Task description
In the listing that follows, locate the line containing "impl<T: Reflect> Reflect for Vec<T>" and the line containing "impl<K: Reflect, V: Reflect, S>". Retype exactly those two lines and every line between them, and nothing more.
--------------------------------------------------
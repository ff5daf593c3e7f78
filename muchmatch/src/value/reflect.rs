use std::borrow::Cow;
use std::collections::{BTreeMap, BTreeSet, HashMap, HashSet, VecDeque};
use std::rc::Rc;
use std::sync::Arc;
use std::time::{Duration, SystemTime};

use chrono::{DateTime, TimeZone, Utc};
use regex::Regex;

use super::{render, Pointer, Precision, Reflect, Value};

macro_rules! impl_reflect_int {
    ($variant:ident, $target:ty => $( $type:ty ),+) => {
        $(
            impl Reflect for $type {
                fn type_name() -> Cow<'static, str> {
                    Cow::Borrowed(stringify!($type))
                }

                #[allow(clippy::cast_lossless, clippy::unnecessary_cast)]
                fn reflect(&self) -> Value {
                    Value::$variant {
                        ty: Self::type_name(),
                        value: *self as $target,
                    }
                }
            }
        )+
    };
}

impl_reflect_int!(Int, i128 => i8, i16, i32, i64, isize, i128);
impl_reflect_int!(Uint, u128 => u8, u16, u32, u64, usize, u128);

impl Reflect for f32 {
    fn type_name() -> Cow<'static, str> {
        Cow::Borrowed("f32")
    }

    fn reflect(&self) -> Value {
        Value::Float {
            ty: Self::type_name(),
            value: f64::from(*self),
            precision: Precision::Single,
        }
    }
}

impl Reflect for f64 {
    fn type_name() -> Cow<'static, str> {
        Cow::Borrowed("f64")
    }

    fn reflect(&self) -> Value {
        Value::Float {
            ty: Self::type_name(),
            value: *self,
            precision: Precision::Double,
        }
    }
}

#[cfg(feature = "complex")]
impl Reflect for num_complex::Complex<f32> {
    fn type_name() -> Cow<'static, str> {
        Cow::Borrowed("Complex<f32>")
    }

    fn reflect(&self) -> Value {
        Value::complex32(self.re, self.im)
    }
}

#[cfg(feature = "complex")]
impl Reflect for num_complex::Complex<f64> {
    fn type_name() -> Cow<'static, str> {
        Cow::Borrowed("Complex<f64>")
    }

    fn reflect(&self) -> Value {
        Value::complex(self.re, self.im)
    }
}

impl Reflect for bool {
    fn type_name() -> Cow<'static, str> {
        Cow::Borrowed("bool")
    }

    fn reflect(&self) -> Value {
        Value::Bool(*self)
    }
}

impl Reflect for char {
    fn type_name() -> Cow<'static, str> {
        Cow::Borrowed("char")
    }

    fn reflect(&self) -> Value {
        Value::Text {
            ty: Self::type_name(),
            value: self.to_string(),
        }
    }
}

impl Reflect for str {
    fn type_name() -> Cow<'static, str> {
        Cow::Borrowed("&str")
    }

    fn reflect(&self) -> Value {
        Value::Text {
            ty: Self::type_name(),
            value: self.to_owned(),
        }
    }
}

impl Reflect for String {
    fn type_name() -> Cow<'static, str> {
        Cow::Borrowed("String")
    }

    fn reflect(&self) -> Value {
        Value::Text {
            ty: Self::type_name(),
            value: self.clone(),
        }
    }
}

impl Reflect for () {
    fn type_name() -> Cow<'static, str> {
        Cow::Borrowed("()")
    }

    fn reflect(&self) -> Value {
        Value::Other {
            ty: Self::type_name(),
            repr: "()".into(),
        }
    }
}

impl Reflect for Value {
    fn type_name() -> Cow<'static, str> {
        Cow::Borrowed("any")
    }

    fn reflect(&self) -> Value {
        self.clone()
    }
}

/* References */

impl<T: Reflect + ?Sized> Reflect for &T {
    fn type_name() -> Cow<'static, str> {
        T::type_name()
    }

    fn reflect(&self) -> Value {
        (**self).reflect()
    }
}

impl<T: Reflect + ?Sized> Reflect for &mut T {
    fn type_name() -> Cow<'static, str> {
        T::type_name()
    }

    fn reflect(&self) -> Value {
        (**self).reflect()
    }
}

impl<T: Reflect + ?Sized> Reflect for Box<T> {
    fn type_name() -> Cow<'static, str> {
        T::type_name()
    }

    fn reflect(&self) -> Value {
        (**self).reflect()
    }
}

impl<T: Reflect> Reflect for Rc<T> {
    fn type_name() -> Cow<'static, str> {
        pointer_name(T::type_name())
    }

    fn reflect(&self) -> Value {
        Value::Pointer(Pointer {
            ty: Self::type_name(),
            addr: Rc::as_ptr(self) as usize,
            target: Some(Box::new((**self).reflect())),
        })
    }
}

impl<T: Reflect> Reflect for Arc<T> {
    fn type_name() -> Cow<'static, str> {
        pointer_name(T::type_name())
    }

    fn reflect(&self) -> Value {
        Value::Pointer(Pointer {
            ty: Self::type_name(),
            addr: Arc::as_ptr(self) as usize,
            target: Some(Box::new((**self).reflect())),
        })
    }
}

/// `None` is reflected as nil pointer, `Some` is transparent.
impl<T: Reflect> Reflect for Option<T> {
    fn type_name() -> Cow<'static, str> {
        T::type_name()
    }

    fn reflect(&self) -> Value {
        match self {
            Some(value) => value.reflect(),
            None => Value::Pointer(Pointer {
                ty: pointer_name(T::type_name()),
                addr: 0,
                target: None,
            }),
        }
    }
}

fn pointer_name(name: Cow<'static, str>) -> Cow<'static, str> {
    if name.starts_with('*') {
        name
    } else {
        Cow::Owned(format!("*{name}"))
    }
}

/* Sequences */

fn reflect_seq<'a, T, I>(items: I) -> Value
where
    T: Reflect + 'a,
    I: IntoIterator<Item = &'a T>,
{
    Value::Seq {
        elem: T::type_name(),
        items: items.into_iter().map(Reflect::reflect).collect(),
    }
}

fn seq_name<T: Reflect + ?Sized>() -> Cow<'static, str> {
    Cow::Owned(format!("[]{}", T::type_name()))
}

impl<T: Reflect> Reflect for [T] {
    fn type_name() -> Cow<'static, str> {
        seq_name::<T>()
    }

    fn reflect(&self) -> Value {
        reflect_seq(self)
    }
}

impl<T: Reflect, const N: usize> Reflect for [T; N] {
    fn type_name() -> Cow<'static, str> {
        seq_name::<T>()
    }

    fn reflect(&self) -> Value {
        reflect_seq(self)
    }
}

impl<T: Reflect> Reflect for Vec<T> {
    fn type_name() -> Cow<'static, str> {
        seq_name::<T>()
    }

    fn reflect(&self) -> Value {
        reflect_seq(self)
    }
}

impl<T: Reflect> Reflect for VecDeque<T> {
    fn type_name() -> Cow<'static, str> {
        seq_name::<T>()
    }

    fn reflect(&self) -> Value {
        reflect_seq(self)
    }
}

impl<T: Reflect> Reflect for BTreeSet<T> {
    fn type_name() -> Cow<'static, str> {
        seq_name::<T>()
    }

    fn reflect(&self) -> Value {
        reflect_seq(self)
    }
}

/// Items are sorted by their rendering to get a stable order.
impl<T: Reflect, S> Reflect for HashSet<T, S> {
    fn type_name() -> Cow<'static, str> {
        seq_name::<T>()
    }

    fn reflect(&self) -> Value {
        let mut items = self.iter().map(Reflect::reflect).collect::<Vec<_>>();
        items.sort_by_cached_key(render);

        Value::Seq {
            elem: T::type_name(),
            items,
        }
    }
}

/* Mappings */

fn map_name<K: Reflect, V: Reflect>() -> Cow<'static, str> {
    Cow::Owned(format!("map[{}]{}", K::type_name(), V::type_name()))
}

fn reflect_map<'a, K, V, I>(entries: I) -> Value
where
    K: Reflect + 'a,
    V: Reflect + 'a,
    I: IntoIterator<Item = (&'a K, &'a V)>,
{
    let mut entries = entries
        .into_iter()
        .map(|(key, value)| (key.reflect(), value.reflect()))
        .collect::<Vec<_>>();
    entries.sort_by_cached_key(|(key, _)| render(key));

    Value::Map {
        key: K::type_name(),
        value: V::type_name(),
        entries,
    }
}

/// Entries are sorted by the rendering of their keys to get a stable order.
impl<K: Reflect, V: Reflect, S> Reflect for HashMap<K, V, S> {
    fn type_name() -> Cow<'static, str> {
        map_name::<K, V>()
    }

    fn reflect(&self) -> Value {
        reflect_map(self)
    }
}

impl<K: Reflect, V: Reflect> Reflect for BTreeMap<K, V> {
    fn type_name() -> Cow<'static, str> {
        map_name::<K, V>()
    }

    fn reflect(&self) -> Value {
        reflect_map(self)
    }
}

/* Time */

/// Durations render like their debug output and compare by nanoseconds.
impl Reflect for Duration {
    fn type_name() -> Cow<'static, str> {
        Cow::Borrowed("Duration")
    }

    fn reflect(&self) -> Value {
        Value::Uint {
            ty: Self::type_name(),
            value: self.as_nanos(),
        }
        .with_display(format!("{self:?}"))
    }
}

impl Reflect for SystemTime {
    fn type_name() -> Cow<'static, str> {
        Cow::Borrowed("time")
    }

    fn reflect(&self) -> Value {
        Value::Time(DateTime::<Utc>::from(*self))
    }
}

impl<Tz: TimeZone> Reflect for DateTime<Tz> {
    fn type_name() -> Cow<'static, str> {
        Cow::Borrowed("time")
    }

    fn reflect(&self) -> Value {
        Value::Time(self.with_timezone(&Utc))
    }
}

impl Reflect for Regex {
    fn type_name() -> Cow<'static, str> {
        Cow::Borrowed("Regexp")
    }

    fn reflect(&self) -> Value {
        Value::Regex(self.clone())
    }
}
--------------------------------------------------
Answer to the exercise
impl<T: Reflect> Reflect for Vec<T> {
    fn type_name() -> Cow<'static, str> {
        seq_name::<T>()
    }

    fn reflect(&self) -> Value {
        reflect_seq(self)
    }
}

impl<T: Reflect> Reflect for VecDeque<T> {
    fn type_name() -> Cow<'static, str> {
        seq_name::<T>()
    }

    fn reflect(&self) -> Value {
        reflect_seq(self)
    }
}

impl<T: Reflect> Reflect for BTreeSet<T> {
    fn type_name() -> Cow<'static, str> {
        seq_name::<T>()
    }

    fn reflect(&self) -> Value {
        reflect_seq(self)
    }
}

/// Items are sorted by their rendering to get a stable order.
impl<T: Reflect, S> Reflect for HashSet<T, S> {
    fn type_name() -> Cow<'static, str> {
        seq_name::<T>()
    }

    fn reflect(&self) -> Value {
        let mut items = self.iter().map(Reflect::reflect).collect::<Vec<_>>();
        items.sort_by_cached_key(render);

        Value::Seq {
            elem: T::type_name(),
            items,
        }
    }
}

/* Mappings */

fn map_name<K: Reflect, V: Reflect>() -> Cow<'static, str> {
    Cow::Owned(format!("map[{}]{}", K::type_name(), V::type_name()))
}

fn reflect_map<'a, K, V, I>(entries: I) -> Value
where
    K: Reflect + 'a,
    V: Reflect + 'a,
    I: IntoIterator<Item = (&'a K, &'a V)>,
{
    let mut entries = entries
        .into_iter()
        .map(|(key, value)| (key.reflect(), value.reflect()))
        .collect::<Vec<_>>();
    entries.sort_by_cached_key(|(key, _)| render(key));

    Value::Map {
        key: K::type_name(),
        value: V::type_name(),
        entries,
    }
}

/// Entries are sorted by the rendering of their keys to get a stable order.
impl<K: Reflect, V: Reflect, S> Reflect for HashMap<K, V, S> {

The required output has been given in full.